» EXERCISE BRIEF
Exactly the lines from the top of the records below through the one containing "static TOO_SHORT: LazyLock<Regex>" must be set down, with no line added or dropped.

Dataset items

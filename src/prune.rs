//! Title pruning
//!
//! Cleans a collected title list down to name-like entries: strips quotes and
//! stray punctuation, drops very short titles and anything with digits, then
//! deduplicates and sorts what is left.

use crate::types::PageTitle;
use regex::Regex;
use std::collections::BTreeSet;
use std::sync::LazyLock;

static TRAILING_COMMA: LazyLock<Regex> = LazyLock::new(|| Regex::new(r",$").unwrap());

static TRAILING_BANG: LazyLock<Regex> = LazyLock::new(|| Regex::new(r"!$").unwrap());

/// A single character, or exactly two ASCII letters
static TOO_SHORT: LazyLock<Regex> =
    LazyLock::new(|| Regex::new(r"^(?:.|[a-zA-Z][a-zA-Z])$").unwrap());

static HAS_DIGIT: LazyLock<Regex> = LazyLock::new(|| Regex::new(r"[0-9]").unwrap());

static LEADING_PUNCT: LazyLock<Regex> = LazyLock::new(|| Regex::new(r"^[^\w\s]").unwrap());

static TRAILING_PUNCT: LazyLock<Regex> = LazyLock::new(|| Regex::new(r"[^\w\s]$").unwrap());

/// Result of pruning a title list
#[derive(Debug, Clone, Default, PartialEq, Eq)]
pub struct PruneReport {
    /// Surviving titles, deduplicated and sorted
    pub kept: Vec<PageTitle>,
    /// Inputs rejected by a cleaning rule
    pub dropped: usize,
    /// Cleaned titles that collapsed into an earlier one
    pub duplicates: usize,
}

/// Clean one title, or `None` if it should be dropped
pub fn clean_title(title: &str) -> Option<String> {
    let unquoted = title.replace('"', "");
    let trimmed = unquoted.trim();
    let trimmed = TRAILING_COMMA.replace(trimmed, "");
    let trimmed = TRAILING_BANG.replace(&trimmed, "").into_owned();

    if TOO_SHORT.is_match(&trimmed) || HAS_DIGIT.is_match(&trimmed) {
        return None;
    }
    if LEADING_PUNCT.is_match(&trimmed) {
        return None;
    }

    let cleaned = TRAILING_PUNCT.replace(&trimmed, "");
    if cleaned.is_empty() {
        None
    } else {
        Some(cleaned.into_owned())
    }
}

/// Clean, deduplicate and sort a list of titles
pub fn prune_titles<I, S>(titles: I) -> PruneReport
where
    I: IntoIterator<Item = S>,
    S: AsRef<str>,
{
    let mut kept = BTreeSet::new();
    let mut report = PruneReport::default();

    for title in titles {
        match clean_title(title.as_ref()) {
            Some(cleaned) => {
                if !kept.insert(cleaned) {
                    report.duplicates += 1;
                }
            }
            None => report.dropped += 1,
        }
    }

    report.kept = kept.into_iter().collect();
    report
}

#[cfg(test)]
mod tests {
    use super::*;
    use pretty_assertions::assert_eq;
    use test_case::test_case;

    #[test_case("Aragorn", Some("Aragorn") ; "plain title")]
    #[test_case("  \"Bilbo Baggins\"  ", Some("Bilbo Baggins") ; "quotes and whitespace")]
    #[test_case("Frodo,", Some("Frodo") ; "trailing comma")]
    #[test_case("Gandalf!", Some("Gandalf") ; "trailing bang")]
    #[test_case("Gimli.", Some("Gimli") ; "trailing punctuation")]
    #[test_case("Gimli .", Some("Gimli ") ; "space before trailing punctuation kept")]
    #[test_case("Eärendil", Some("Eärendil") ; "unicode letters")]
    #[test_case("The Lord of the Rings", Some("The Lord of the Rings") ; "spaces kept")]
    #[test_case("X", None ; "single letter")]
    #[test_case("?", None ; "single symbol")]
    #[test_case("Ok", None ; "two letters")]
    #[test_case("Orc", Some("Orc") ; "three letters")]
    #[test_case("Third Age 3019", None ; "contains digits")]
    #[test_case("(disambiguation)", None ; "leading punctuation")]
    #[test_case("", None ; "empty")]
    #[test_case("   ", None ; "blank")]
    fn test_clean_title(input: &str, expected: Option<&str>) {
        assert_eq!(clean_title(input).as_deref(), expected);
    }

    #[test]
    fn test_prune_titles_sorts_and_dedupes() {
        let report = prune_titles([
            "Samwise",
            "Arwen",
            "\"Samwise\"",
            "1st Battle",
            "Boromir!",
            "Arwen",
        ]);

        assert_eq!(report.kept, vec!["Arwen", "Boromir", "Samwise"]);
        assert_eq!(report.dropped, 1);
        assert_eq!(report.duplicates, 2);
    }

    #[test]
    fn test_prune_titles_empty() {
        let report = prune_titles(Vec::<String>::new());
        assert_eq!(report, PruneReport::default());
    }
}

» RESPONSE
filename src/prune.rs
//! Title pruning
//!
//! Cleans a collected title list down to name-like entries: strips quotes and
//! stray punctuation, drops very short titles and anything with digits, then
//! deduplicates and sorts what is left.

use crate::types::PageTitle;
use regex::Regex;
use std::collections::BTreeSet;
use std::sync::LazyLock;

static TRAILING_COMMA: LazyLock<Regex> = LazyLock::new(|| Regex::new(r",$").unwrap());

static TRAILING_BANG: LazyLock<Regex> = LazyLock::new(|| Regex::new(r"!$").unwrap());

/// A single character, or exactly two ASCII letters
static TOO_SHORT: LazyLock<Regex> =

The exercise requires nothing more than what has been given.